Soudain, une araignée se glissa sous la porte et commença à se diriger vers son visage. Adèle hurla, se leva d'un bond, et grimpa sur les toilettes. Des larmes de terreur coulaient sur ses joues. Elle vit la bestiole s'avancer vers elle et... se volatiliser dans un brusque éclair de noirceur. A sa place se tenait un garçon d'à peu près son âge, au visage doux et aux yeux vairons. Elle le fixa longuement du haut de son promontoire, puis, elle descendit, desserra les dents et décrispa chacun de ses muscles avant de le jauger du regard. Il était incontestablement mignon. Un rictus moqueur ornait ses lèvres, et quelques mèches de cheveux châtains très clairs retombaient sur son front.

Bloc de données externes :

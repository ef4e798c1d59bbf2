//! Common test utilities for rzp-subs integration tests.

#![allow(dead_code)] // Some utilities are used by different test files

use std::collections::HashMap;
use std::sync::{Arc, Mutex};

use async_trait::async_trait;
use axum_test::TestServer;
use chrono::{DateTime, TimeZone, Utc};
use rust_decimal::Decimal;

use rzp_subs_core::{
    CustomerId, CustomerInfo, Item, LineItem, Order, OrderId, PlanArgs, PlanId, ProductId,
    ProductTerms, SubscriptionId, SubscriptionRecord, SubscriptionRequest,
};
use rzp_subs_service::{
    create_router, AppState, Clock, CommercePlatform, ConversionError, CurrencyConverter,
    Customer, CustomerRequest, Gateway, GatewayError, Plan, PlanItem, PlanLookup, PlatformError,
    ServiceConfig, Subscription, SubscriptionService,
};
use rzp_subs_store::MemoryStore;

pub const ORDER_ID: u64 = 1001;
pub const PRODUCT_ID: u64 = 42;
pub const PRODUCT_NAME: &str = "Pro Plan";

// ============================================================================
// Gateway
// ============================================================================

/// Gateway operations whose failure can be injected.
#[derive(Debug, Clone, Copy, PartialEq, Eq, Hash)]
pub enum Op {
    CreatePlan,
    FetchPlan,
    CreateSubscription,
    FetchSubscription,
    CancelSubscription,
    CreateCustomer,
}

/// Number of calls made per gateway operation.
#[derive(Debug, Clone, Default)]
pub struct Calls(HashMap<Op, usize>);

impl Calls {
    pub fn of(&self, op: Op) -> usize {
        self.0.get(&op).copied().unwrap_or(0)
    }

    pub fn total(&self) -> usize {
        self.0.values().sum()
    }
}

#[derive(Default)]
struct GatewayState {
    plans: HashMap<String, Plan>,
    subscriptions: HashMap<String, Subscription>,
    next_id: u32,
    calls: Calls,
    failing: HashMap<Op, String>,
    transient_fetch: bool,
    last_subscription: Option<SubscriptionRequest>,
    last_customer: Option<CustomerRequest>,
}

impl GatewayState {
    fn record(&mut self, op: Op) -> Result<(), GatewayError> {
        *self.calls.0.entry(op).or_insert(0) += 1;
        match self.failing.get(&op) {
            Some(message) => Err(GatewayError::new(message.clone())),
            None => Ok(()),
        }
    }

    fn next_id(&mut self, prefix: &str) -> String {
        self.next_id += 1;
        format!("{prefix}_{:04}", self.next_id)
    }
}

/// In-memory gateway that records every call.
#[derive(Default)]
pub struct MockGateway {
    state: Mutex<GatewayState>,
}

impl MockGateway {
    pub fn new() -> Self {
        Self::default()
    }

    /// Make every call of `op` fail with `message`.
    pub fn fail(&self, op: Op, message: &str) {
        self.state
            .lock()
            .unwrap()
            .failing
            .insert(op, message.to_string());
    }

    /// Stop injecting failures for `op`.
    pub fn recover(&self, op: Op) {
        self.state.lock().unwrap().failing.remove(&op);
    }

    /// Make plan fetches fail with a transient error.
    pub fn fail_fetch_transiently(&self) {
        self.state.lock().unwrap().transient_fetch = true;
    }

    /// Change the amount of an existing plan behind the store's back.
    pub fn set_plan_amount(&self, plan_id: &PlanId, amount: i64) {
        let mut state = self.state.lock().unwrap();
        let plan = state.plans.get_mut(plan_id.as_str()).unwrap();
        plan.item.amount = amount;
    }

    /// Delete a plan from the gateway.
    pub fn forget_plan(&self, plan_id: &PlanId) {
        self.state.lock().unwrap().plans.remove(plan_id.as_str());
    }

    pub fn plan(&self, plan_id: &PlanId) -> Option<Plan> {
        self.state.lock().unwrap().plans.get(plan_id.as_str()).cloned()
    }

    pub fn subscription(&self, subscription_id: &SubscriptionId) -> Option<Subscription> {
        self.state
            .lock()
            .unwrap()
            .subscriptions
            .get(subscription_id.as_str())
            .cloned()
    }

    pub fn calls(&self) -> Calls {
        self.state.lock().unwrap().calls.clone()
    }

    pub fn last_subscription(&self) -> Option<SubscriptionRequest> {
        self.state.lock().unwrap().last_subscription.clone()
    }

    pub fn last_customer(&self) -> Option<CustomerRequest> {
        self.state.lock().unwrap().last_customer.clone()
    }
}

#[async_trait]
impl Gateway for MockGateway {
    async fn create_plan(&self, args: &PlanArgs) -> Result<Plan, GatewayError> {
        let mut state = self.state.lock().unwrap();
        state.record(Op::CreatePlan)?;

        let id = state.next_id("plan");
        let plan = Plan {
            id: id.parse().unwrap(),
            item: PlanItem {
                amount: args.item.amount,
                currency: Some(args.item.currency.clone()),
                name: Some(args.item.name.clone()),
            },
            period: Some(args.period.to_string()),
            interval: Some(args.interval),
        };
        state.plans.insert(id, plan.clone());
        Ok(plan)
    }

    async fn fetch_plan(&self, plan_id: &PlanId) -> PlanLookup {
        let mut state = self.state.lock().unwrap();
        if let Err(e) = state.record(Op::FetchPlan) {
            return PlanLookup::TransientError(e.message);
        }
        if state.transient_fetch {
            return PlanLookup::TransientError("gateway timed out".to_string());
        }
        match state.plans.get(plan_id.as_str()) {
            Some(plan) => PlanLookup::Found(plan.clone()),
            None => PlanLookup::NotFound,
        }
    }

    async fn create_subscription(
        &self,
        request: &SubscriptionRequest,
    ) -> Result<Subscription, GatewayError> {
        let mut state = self.state.lock().unwrap();
        state.last_subscription = Some(request.clone());
        state.record(Op::CreateSubscription)?;

        let id = state.next_id("sub");
        let subscription = Subscription {
            id: id.parse().unwrap(),
            plan_id: Some(request.plan_id.clone()),
            status: Some("created".to_string()),
        };
        state.subscriptions.insert(id, subscription.clone());
        Ok(subscription)
    }

    async fn fetch_subscription(
        &self,
        subscription_id: &SubscriptionId,
    ) -> Result<Subscription, GatewayError> {
        let mut state = self.state.lock().unwrap();
        state.record(Op::FetchSubscription)?;

        state
            .subscriptions
            .get(subscription_id.as_str())
            .cloned()
            .ok_or_else(|| GatewayError::new("The id provided does not exist"))
    }

    async fn cancel_subscription(
        &self,
        subscription_id: &SubscriptionId,
    ) -> Result<Subscription, GatewayError> {
        let mut state = self.state.lock().unwrap();
        state.record(Op::CancelSubscription)?;

        let subscription = state
            .subscriptions
            .get_mut(subscription_id.as_str())
            .ok_or_else(|| GatewayError::new("The id provided does not exist"))?;
        subscription.status = Some("cancelled".to_string());
        Ok(subscription.clone())
    }

    async fn create_customer(&self, request: &CustomerRequest) -> Result<Customer, GatewayError> {
        let mut state = self.state.lock().unwrap();
        state.last_customer = Some(request.clone());
        state.record(Op::CreateCustomer)?;

        Ok(Customer {
            id: "cust_0001".parse().unwrap(),
            email: Some(request.email.clone()),
        })
    }
}

// ============================================================================
// Commerce platform
// ============================================================================

/// In-memory commerce platform.
pub struct MemoryCommerce {
    pub orders: HashMap<OrderId, Order>,
    pub records: HashMap<OrderId, SubscriptionRecord>,
    pub terms: HashMap<ProductId, ProductTerms>,
    pub currency: String,
}

impl MemoryCommerce {
    /// A store with one single-item order for a monthly product at 499.00 INR.
    pub fn single_order() -> Self {
        let order_id = OrderId::new(ORDER_ID);
        let product_id = ProductId::new(PRODUCT_ID);

        let mut commerce = Self {
            orders: HashMap::new(),
            records: HashMap::new(),
            terms: HashMap::new(),
            currency: "INR".to_string(),
        };

        commerce.orders.insert(
            order_id,
            Order {
                id: order_id,
                line_items: vec![line_item(PRODUCT_ID)],
                customer: CustomerInfo {
                    name: "Asha Rao".to_string(),
                    email: "asha@example.com".to_string(),
                    contact: Some("+919800000000".to_string()),
                },
            },
        );
        commerce.records.insert(
            order_id,
            SubscriptionRecord {
                billing_period: "month".to_string(),
                billing_interval: 1,
                total: Decimal::new(49900, 2),
            },
        );
        commerce.terms.insert(
            product_id,
            ProductTerms {
                sign_up_fee: Decimal::ZERO,
                length: 12,
                start_day: None,
            },
        );

        commerce
    }

    pub fn with_terms(mut self, terms: ProductTerms) -> Self {
        self.terms.insert(ProductId::new(PRODUCT_ID), terms);
        self
    }

    pub fn with_record(mut self, record: SubscriptionRecord) -> Self {
        self.records.insert(OrderId::new(ORDER_ID), record);
        self
    }

    pub fn with_currency(mut self, currency: &str) -> Self {
        self.currency = currency.to_string();
        self
    }

    /// Add a second product to the order.
    pub fn with_extra_item(mut self) -> Self {
        if let Some(order) = self.orders.get_mut(&OrderId::new(ORDER_ID)) {
            order.line_items.push(line_item(PRODUCT_ID + 1));
        }
        self
    }

    /// Buy the order's product `quantity` times on its single line.
    pub fn with_quantity(mut self, quantity: u32) -> Self {
        if let Some(order) = self.orders.get_mut(&OrderId::new(ORDER_ID)) {
            order.line_items[0].quantity = quantity;
        }
        self
    }
}

pub fn line_item(product_id: u64) -> LineItem {
    LineItem {
        product_id: ProductId::new(product_id),
        name: PRODUCT_NAME.to_string(),
        quantity: 1,
    }
}

#[async_trait]
impl CommercePlatform for MemoryCommerce {
    async fn order(&self, order_id: OrderId) -> Result<Option<Order>, PlatformError> {
        Ok(self.orders.get(&order_id).cloned())
    }

    async fn subscription_for_order(
        &self,
        order_id: OrderId,
    ) -> Result<Option<SubscriptionRecord>, PlatformError> {
        Ok(self.records.get(&order_id).cloned())
    }

    async fn product_terms(
        &self,
        product_id: ProductId,
    ) -> Result<Option<ProductTerms>, PlatformError> {
        Ok(self.terms.get(&product_id).cloned())
    }

    async fn currency(&self) -> Result<String, PlatformError> {
        Ok(self.currency.clone())
    }
}

// ============================================================================
// Converter and clock
// ============================================================================

/// Converts into INR at fixed whole-number rates.
pub struct FixedRateConverter {
    rates: HashMap<&'static str, i64>,
}

impl Default for FixedRateConverter {
    fn default() -> Self {
        Self {
            rates: HashMap::from([("USD", 83)]),
        }
    }
}

impl CurrencyConverter for FixedRateConverter {
    fn convert(&self, item: &mut Item) -> Result<(), ConversionError> {
        let rate = self
            .rates
            .get(item.currency.as_str())
            .ok_or_else(|| ConversionError(format!("no rate for {}", item.currency)))?;
        item.amount *= rate;
        item.currency = "INR".to_string();
        Ok(())
    }
}

/// A clock stopped at a fixed instant.
pub struct FixedClock(pub DateTime<Utc>);

impl Clock for FixedClock {
    fn now(&self) -> DateTime<Utc> {
        self.0
    }
}

/// 15 January 2026, 10:30 UTC.
pub fn checkout_time() -> DateTime<Utc> {
    Utc.with_ymd_and_hms(2026, 1, 15, 10, 30, 0).unwrap()
}

// ============================================================================
// Harness
// ============================================================================

/// Test harness wiring the workflow to in-memory collaborators.
pub struct TestHarness {
    pub gateway: Arc<MockGateway>,
    pub store: Arc<MemoryStore>,
    pub service: SubscriptionService,
    pub config: ServiceConfig,
}

impl TestHarness {
    pub fn new(commerce: MemoryCommerce) -> Self {
        Self::with_config(commerce, ServiceConfig::default())
    }

    pub fn with_config(commerce: MemoryCommerce, config: ServiceConfig) -> Self {
        let gateway = Arc::new(MockGateway::new());
        let store = Arc::new(MemoryStore::new());

        let service = SubscriptionService::new(
            gateway.clone(),
            Arc::new(commerce),
            store.clone(),
            Arc::new(FixedRateConverter::default()),
            &config,
        )
        .with_clock(Arc::new(FixedClock(checkout_time())));

        Self {
            gateway,
            store,
            service,
            config,
        }
    }

    /// HTTP server over the same workflow.
    pub fn server(&self) -> TestServer {
        let state = AppState::new(self.service.clone(), self.config.clone());
        TestServer::new(create_router(state)).expect("Failed to create test server")
    }
}

pub fn order_id() -> OrderId {
    OrderId::new(ORDER_ID)
}

pub fn product_id() -> ProductId {
    ProductId::new(PRODUCT_ID)
}

pub fn customer_id() -> CustomerId {
    "cust_0001".parse().unwrap()
}
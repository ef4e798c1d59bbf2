//! API error types and responses.

use axum::http::StatusCode;
use axum::response::{IntoResponse, Response};
use axum::Json;
use serde::Serialize;

use rzp_subs_core::BillingError;

/// API error type.
#[derive(Debug, thiserror::Error)]
pub enum ApiError {
    /// Resource not found.
    #[error("not found: {0}")]
    NotFound(String),

    /// Bad request - invalid input.
    #[error("bad request: {0}")]
    BadRequest(String),

    /// The checkout was rejected; the message is shown to the buyer.
    #[error("{code}: {message}")]
    Rejected {
        /// Machine-readable error code.
        code: &'static str,
        /// Human-readable message.
        message: String,
    },

    /// Internal server error.
    #[error("internal error: {0}")]
    Internal(String),
}

/// JSON error response body.
#[derive(Debug, Serialize)]
struct ErrorResponse {
    error: ErrorBody,
}

#[derive(Debug, Serialize)]
struct ErrorBody {
    code: String,
    message: String,
}

impl IntoResponse for ApiError {
    fn into_response(self) -> Response {
        let (status, code, message) = match self {
            Self::NotFound(msg) => (StatusCode::NOT_FOUND, "not_found", msg),
            Self::BadRequest(msg) => (StatusCode::BAD_REQUEST, "bad_request", msg),
            Self::Rejected { code, message } => (StatusCode::BAD_REQUEST, code, message),
            Self::Internal(msg) => {
                tracing::error!(error = %msg, "Internal server error");
                (
                    StatusCode::INTERNAL_SERVER_ERROR,
                    "internal_error",
                    "An internal error occurred".to_string(),
                )
            }
        };

        let body = ErrorResponse {
            error: ErrorBody {
                code: code.to_string(),
                message,
            },
        };

        (status, Json(body)).into_response()
    }
}

impl From<BillingError> for ApiError {
    fn from(err: BillingError) -> Self {
        match err {
            BillingError::NotFound { .. } => Self::NotFound(err.to_string()),
            BillingError::InvalidId(e) => Self::BadRequest(e.to_string()),
            err if err.is_user_facing() => Self::Rejected {
                code: err.code(),
                message: err.to_string(),
            },
            err => Self::Internal(err.to_string()),
        }
    }
}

Si elle devait se battre, la carrure frêle de l'autre lui promettait un bel avantage. Cependant, quelque chose dans son apparence la gênait, comme si un mauvais souvenir cherchait à se frayer un chemin jusque dans son esprit. Mais oui ! Il était...

« Heu... désolé. Si je t'ai fait peur je veux dire. La porte était verrouillée et la seule chose que j'aie trouvée pour passer... c'était l'araignée. Je m'appelle Aloïs, enchaîna-t-il plus sûr de lui, et d'ailleurs, je crois que tu as déjà rencontré ma sœur, ajouta-t-il en pouffant. Franchement, sur ce coup là, vous auriez pu faire un effort !

- LE FRÈRE DE LA LILIPUTIENNE ! cria Adèle en se frappant le front. Hum, pardon. Au passage : ne refais plus jamais ça. Ne me refais plus jamais le coup de l'araignée. Vraiment.

- Oui, oui je suis désolée. Je ne pouvais pas prévoir ton arachnophobie.

Il avait de plus en plus de mal à réprimer son air moqueur. Le fait que son interlocutrice serre les poings et le regarde comme s'il projetait de lui sauter dessus au moindre moment d'inattention n'y était pas pour rien.

- Et sinon ça t'arrive souvent de t'incruster dans la salle de bain d'inconnus ?

- J'avoue que c'est une première.

- Qu'est-ce que tu fais là ?

- Je suis curieux. Quand j'ai appris que l'amie de la fille du Dragon était là, j'ai foncé. Et puis, Evanne m'avait dit que tu étais... étonnante. Et c'est le cas. Tu sais, ta copine, Emma, elle est arrivée. Enfin bref, dit-il en ouvrant la porte qu'il avait déverrouillée, j'y vais !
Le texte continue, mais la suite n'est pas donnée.